--- Provided material ---
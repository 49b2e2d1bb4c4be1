//! Calendar date utilities.

#[cfg(feature = "postgres")]
use std::error::Error as StdError;
use std::{fmt, str::FromStr};

#[cfg(feature = "postgres")]
use postgres_types::{
    accepts, private::BytesMut, to_sql_checked, FromSql, IsNull, ToSql, Type,
};
use time::format_description::well_known::Iso8601;

use crate::DateTimeOf;

/// Number of seconds in a day.
const SECONDS_PER_DAY: i64 = 24 * 60 * 60;

/// Calendar date (without a time zone), interpreted in UTC.
#[derive(Clone, Copy, Debug, Eq, Hash, Ord, PartialEq, PartialOrd)]
pub struct Date(time::Date);

impl Date {
    /// Returns the current [`Date`] in UTC.
    #[must_use]
    pub fn today() -> Self {
        Self(time::OffsetDateTime::now_utc().date())
    }

    /// Creates a new [`Date`] from the provided calendar components.
    ///
    /// [`None`] is returned if the components don't form a valid date.
    #[must_use]
    pub fn from_ymd(year: i32, month: u8, day: u8) -> Option<Self> {
        let month = time::Month::try_from(month).ok()?;
        time::Date::from_calendar_date(year, month, day).ok().map(Self)
    }

    /// Returns the [`Date`] the provided moment falls on (in UTC).
    #[must_use]
    pub fn of<Of: ?Sized>(moment: DateTimeOf<Of>) -> Self {
        Self(time::OffsetDateTime::from(moment).date())
    }

    /// Returns the number of whole days from this [`Date`] to the `other`
    /// one (negative if `other` is earlier).
    #[must_use]
    pub fn days_until(self, other: Self) -> i64 {
        (other.0 - self.0).whole_days()
    }

    /// Returns the number of whole days (rounded down) between the provided
    /// `moment` and the beginning (00:00 UTC) of this [`Date`].
    ///
    /// Negative if this [`Date`] has already started.
    #[must_use]
    pub fn days_after<Of: ?Sized>(self, moment: DateTimeOf<Of>) -> i64 {
        let diff =
            self.0.midnight().assume_utc() - time::OffsetDateTime::from(moment);
        diff.whole_seconds().div_euclid(SECONDS_PER_DAY)
    }

    /// Returns the moment this [`Date`] begins (00:00 UTC).
    #[expect(clippy::missing_panics_doc, reason = "infallible")]
    #[must_use]
    pub fn start<Of: ?Sized>(self) -> DateTimeOf<Of> {
        self.0
            .midnight()
            .assume_utc()
            .try_into()
            .expect("infallible")
    }

    /// Returns this [`Date`] shifted by the provided number of `days`.
    ///
    /// [`None`] is returned on overflow.
    #[must_use]
    pub fn checked_add_days(self, days: i64) -> Option<Self> {
        self.0.checked_add(time::Duration::days(days)).map(Self)
    }
}

impl fmt::Display for Date {
    fn fmt(&self, f: &mut fmt::Formatter<'_>) -> fmt::Result {
        let s = self.0.format(&Iso8601::DATE).map_err(|_| fmt::Error)?;
        f.write_str(&s)
    }
}

impl FromStr for Date {
    type Err = &'static str;

    fn from_str(s: &str) -> Result<Self, Self::Err> {
        time::Date::parse(s, &Iso8601::DATE)
            .map(Self)
            .map_err(|_| "invalid `Date`, expected `YYYY-MM-DD` format")
    }
}

impl From<time::Date> for Date {
    fn from(date: time::Date) -> Self {
        Self(date)
    }
}

impl From<Date> for time::Date {
    fn from(date: Date) -> Self {
        date.0
    }
}

#[cfg(feature = "postgres")]
impl FromSql<'_> for Date {
    accepts!(DATE);

    fn from_sql(
        ty: &Type,
        raw: &[u8],
    ) -> Result<Self, Box<dyn StdError + Sync + Send>> {
        time::Date::from_sql(ty, raw).map(Self)
    }
}

#[cfg(feature = "postgres")]
impl ToSql for Date {
    accepts!(DATE);
    to_sql_checked!();

    fn to_sql(
        &self,
        ty: &Type,
        w: &mut BytesMut,
    ) -> Result<IsNull, Box<dyn StdError + Sync + Send>> {
        self.0.to_sql(ty, w)
    }
}

#[cfg(feature = "juniper")]
mod juniper {
    //! Module providing integration with [`juniper`] crate.

    use std::str::FromStr as _;

    use juniper::{graphql_scalar, InputValue, ScalarValue, Value};

    /// Calendar date in a `YYYY-MM-DD` format.
    #[graphql_scalar(with = Self, parse_token(String))]
    type Date = super::Date;

    impl Date {
        fn to_output<S: ScalarValue>(d: &Date) -> Value<S> {
            Value::scalar(d.to_string())
        }

        fn from_input<S: ScalarValue>(
            input: &InputValue<S>,
        ) -> Result<Self, String> {
            input
                .as_string_value()
                .ok_or_else(|| {
                    format!(
                        "Cannot parse `Date` input scalar from \
                         non-string value: {input}",
                    )
                })
                .and_then(|s| {
                    Self::from_str(s).map_err(|e| {
                        format!("Cannot parse `Date` input scalar: {e}")
                    })
                })
        }
    }
}

#[cfg(test)]
mod spec {
    use std::str::FromStr as _;

    use crate::DateTime;

    use super::Date;

    fn moment(s: &str) -> DateTime {
        DateTime::from_rfc3339(s).unwrap()
    }

    #[test]
    fn parses_and_prints_iso_dates() {
        let date = Date::from_str("2024-06-03").unwrap();
        assert_eq!(date, Date::from_ymd(2024, 6, 3).unwrap());
        assert_eq!(date.to_string(), "2024-06-03");

        assert!(Date::from_str("2024-13-01").is_err());
        assert!(Date::from_str("03.06.2024").is_err());
    }

    #[test]
    fn counts_days_between_dates() {
        let start = Date::from_ymd(2024, 6, 3).unwrap();
        let end = Date::from_ymd(2024, 6, 12).unwrap();

        assert_eq!(start.days_until(end), 9);
        assert_eq!(end.days_until(start), -9);
        assert_eq!(start.checked_add_days(9), Some(end));
    }

    #[test]
    fn rounds_days_after_moment_down() {
        let date = Date::from_ymd(2024, 6, 10).unwrap();

        assert_eq!(date.days_after(moment("2024-06-08T10:00:00Z")), 1);
        assert_eq!(date.days_after(moment("2024-06-08T00:00:00Z")), 2);
        assert_eq!(date.days_after(moment("2024-06-10T00:00:00Z")), 0);
        assert_eq!(date.days_after(moment("2024-06-10T08:00:00Z")), -1);
    }

    #[test]
    fn starts_at_midnight() {
        let date = Date::from_ymd(2024, 6, 10).unwrap();

        assert_eq!(date.start::<()>(), moment("2024-06-10T00:00:00Z"));
        assert_eq!(Date::of(moment("2024-06-10T23:59:59Z")), date);
    }
}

--- What to do ---
The reply should consist solely of the lines of the data, exact, from the opening line through the line with "let month = time::Month::try_from(month).ok()?;", inclusive.

--- Written solution ---
repository 49b2e2d1bb4c4be1
//! Calendar date utilities.

#[cfg(feature = "postgres")]
use std::error::Error as StdError;
use std::{fmt, str::FromStr};

#[cfg(feature = "postgres")]
use postgres_types::{
    accepts, private::BytesMut, to_sql_checked, FromSql, IsNull, ToSql, Type,
};
use time::format_description::well_known::Iso8601;

use crate::DateTimeOf;

/// Number of seconds in a day.
const SECONDS_PER_DAY: i64 = 24 * 60 * 60;

/// Calendar date (without a time zone), interpreted in UTC.
#[derive(Clone, Copy, Debug, Eq, Hash, Ord, PartialEq, PartialOrd)]
pub struct Date(time::Date);

impl Date {
    /// Returns the current [`Date`] in UTC.
    #[must_use]
    pub fn today() -> Self {
        Self(time::OffsetDateTime::now_utc().date())
    }

    /// Creates a new [`Date`] from the provided calendar components.
    ///
    /// [`None`] is returned if the components don't form a valid date.
    #[must_use]
    pub fn from_ymd(year: i32, month: u8, day: u8) -> Option<Self> {
        let month = time::Month::try_from(month).ok()?;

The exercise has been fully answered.